Arma de fogo e dinheiro subtraído
OI agressor levou da casa da vítima cerca de R$ 1.900 em dinheiro. A arma usada para ameaçá-la era uma pistola calibre .380, com numeração raspada e carregada com quatro munições. Foi apreendida no carro após a abordagem da PM.
“Ele me mostrou a arma e disse: ‘Se você tentar fugir, te dou um tiro na cabeça’. Eu vi a morte de perto várias vezes.”
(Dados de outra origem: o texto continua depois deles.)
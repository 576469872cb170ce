//! Crawler events
//!
//! Every notable step of a crawl is published as a [`CrawlerEvent`] to the
//! registered listeners. Listeners are best-effort: an error or a panic in a
//! listener is logged and never interrupts the crawl.

use crate::state::ReferenceStatus;
use std::panic::{catch_unwind, AssertUnwindSafe};
use std::sync::Arc;

/// Something that happened during a crawl
#[derive(Debug, Clone, PartialEq)]
pub enum CrawlerEvent {
    CrawlerStarted { crawler_id: String, resumed: bool },
    CrawlerStopping { crawler_id: String },
    CrawlerFinished { crawler_id: String, processed: u64 },
    DocumentQueued { url: String, depth: u32 },
    /// The URL got a non-OK outcome; `reason` names the step that decided it
    Rejected {
        url: String,
        status: ReferenceStatus,
        reason: &'static str,
    },
    Redirected { url: String, target: String },
    HeadersFetched { url: String, status_code: u16 },
    DocumentFetched { url: String, status_code: u16 },
    UrlsExtracted { url: String, count: usize },
    DocumentImported { url: String },
    DocumentCommittedAdd { url: String },
    DocumentCommittedRemove { url: String },
    SitemapResolved { url_root: String, urls: usize },
    Error { url: String, message: String },
}

impl CrawlerEvent {
    /// Short, stable name of the event kind
    pub fn kind(&self) -> &'static str {
        match self {
            Self::CrawlerStarted { .. } => "crawler-started",
            Self::CrawlerStopping { .. } => "crawler-stopping",
            Self::CrawlerFinished { .. } => "crawler-finished",
            Self::DocumentQueued { .. } => "document-queued",
            Self::Rejected { .. } => "rejected",
            Self::Redirected { .. } => "redirected",
            Self::HeadersFetched { .. } => "headers-fetched",
            Self::DocumentFetched { .. } => "document-fetched",
            Self::UrlsExtracted { .. } => "urls-extracted",
            Self::DocumentImported { .. } => "document-imported",
            Self::DocumentCommittedAdd { .. } => "document-committed-add",
            Self::DocumentCommittedRemove { .. } => "document-committed-remove",
            Self::SitemapResolved { .. } => "sitemap-resolved",
            Self::Error { .. } => "error",
        }
    }

    /// The URL the event is about, if any
    pub fn url(&self) -> Option<&str> {
        match self {
            Self::DocumentQueued { url, .. }
            | Self::Rejected { url, .. }
            | Self::Redirected { url, .. }
            | Self::HeadersFetched { url, .. }
            | Self::DocumentFetched { url, .. }
            | Self::UrlsExtracted { url, .. }
            | Self::DocumentImported { url }
            | Self::DocumentCommittedAdd { url }
            | Self::DocumentCommittedRemove { url }
            | Self::Error { url, .. } => Some(url),
            Self::SitemapResolved { url_root, .. } => Some(url_root),
            Self::CrawlerStarted { .. }
            | Self::CrawlerStopping { .. }
            | Self::CrawlerFinished { .. } => None,
        }
    }
}

/// Receives crawler events
pub trait CrawlerEventListener: Send + Sync {
    fn on_event(&self, event: &CrawlerEvent) -> anyhow::Result<()>;
}

/// Fans events out to every listener
#[derive(Clone, Default)]
pub struct EventDispatcher {
    listeners: Vec<Arc<dyn CrawlerEventListener>>,
}

impl EventDispatcher {
    pub fn new(listeners: Vec<Arc<dyn CrawlerEventListener>>) -> Self {
        Self { listeners }
    }

    pub fn fire(&self, event: CrawlerEvent) {
        tracing::trace!(event = event.kind(), url = event.url().unwrap_or(""), "Crawler event");

        for listener in &self.listeners {
            match catch_unwind(AssertUnwindSafe(|| listener.on_event(&event))) {
                Ok(Ok(())) => {}
                Ok(Err(e)) => {
                    tracing::warn!(event = event.kind(), error = %e, "Event listener failed");
                }
                Err(_) => {
                    tracing::warn!(event = event.kind(), "Event listener panicked");
                }
            }
        }
    }
}

impl std::fmt::Debug for EventDispatcher {
    fn fmt(&self, f: &mut std::fmt::Formatter<'_>) -> std::fmt::Result {
        f.debug_struct("EventDispatcher")
            .field("listeners", &self.listeners.len())
            .finish()
    }
}
use crate::config::types::Config;
use crate::config::validation::validate;
use crate::ConfigError;
use sha2::{Digest, Sha256};
use std::path::Path;

/// Loads and parses a configuration file from the given path
///
/// # Arguments
///
/// * `path` - Path to the TOML configuration file
///
/// # Returns
///
/// * `Ok(Config)` - Successfully loaded and validated configuration
/// * `Err(ConfigError)` - Failed to load, parse, or validate the configuration
pub fn load_config(path: &Path) -> Result<Config, ConfigError> {
    let content = std::fs::read_to_string(path)?;
    parse_config(&content)
}

/// Parses and validates configuration from TOML text
pub fn parse_config(content: &str) -> Result<Config, ConfigError> {
    let config: Config = toml::from_str(content)?;
    validate(&config)?;
    Ok(config)
}

/// Computes a SHA-256 hash of the configuration file content
///
/// The hash is recorded on every run so a changed configuration can be
/// spotted when comparing runs.
pub fn compute_config_hash(path: &Path) -> Result<String, ConfigError> {
    let content = std::fs::read_to_string(path)?;
    let mut hasher = Sha256::new();
    hasher.update(content.as_bytes());
    Ok(hex::encode(hasher.finalize()))
}

/// Loads a configuration and returns both the config and its hash
pub fn load_config_with_hash(path: &Path) -> Result<(Config, String), ConfigError> {
    let config = load_config(path)?;
    let hash = compute_config_hash(path)?;
    Ok((config, hash))
}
Prisão em flagrante em Taubaté
A Polícia Militar localizou o veículo na região do Alto São Pedro. Ao notar a presença da viatura, ele tentou fugir, colidiu com a viatura e abandonou o carro. A mulher foi resgatada em estado de choque e com o rosto desfigurado pelas agressões, pela Rua Jacques Felix, centro de Taubaté. Ele foi preso após perseguição a pé.
O caso foi registrado como:
- Sequestro e cárcere privado (art. 148);
- Estupro (art. 213);
- Ameaça (art. 147, com pena dobrada por razão de gênero);
- Lesão corporal (art. 129, §13);
- Porte de arma de uso restrito com numeração suprimida (art. 16);
- Dano ao patrimônio público (art. 163);
- Violência doméstica (Lei 11.340/06).
A autoridade policial pediu à Justiça a conversão da prisão em flagrante em prisão preventiva. O homem vai passar por audiência de custódia nesta quinta-feira (31/07).
Perguntas e respostas sobre o caso
Quem é a vítima e o autor?
Mulher, de 30 anos, esteticista que foi mantida em cárcere privado por seu ex-companheiro, de 26.
Quantos dias ela ficou sob poder do agressor?
Cinco dias, entre 25 e 30 de julho de 2025.
Quais cidades foram percorridas?
Caçapava, São José dos Campos, Pindamonhangaba, Aparecida, Guaratinguetá, Lorena, Moreira César, Tremembé e Taubaté.
Quais crimes foram cometidos?
Sequestro, cárcere privado, estupro, lesão corporal, porte ilegal de arma, ameaça e violência doméstica.
A vítima teve acesso a socorro?
Sim. Ela foi localizada pela PM durante patrulhamento e está em recuperação.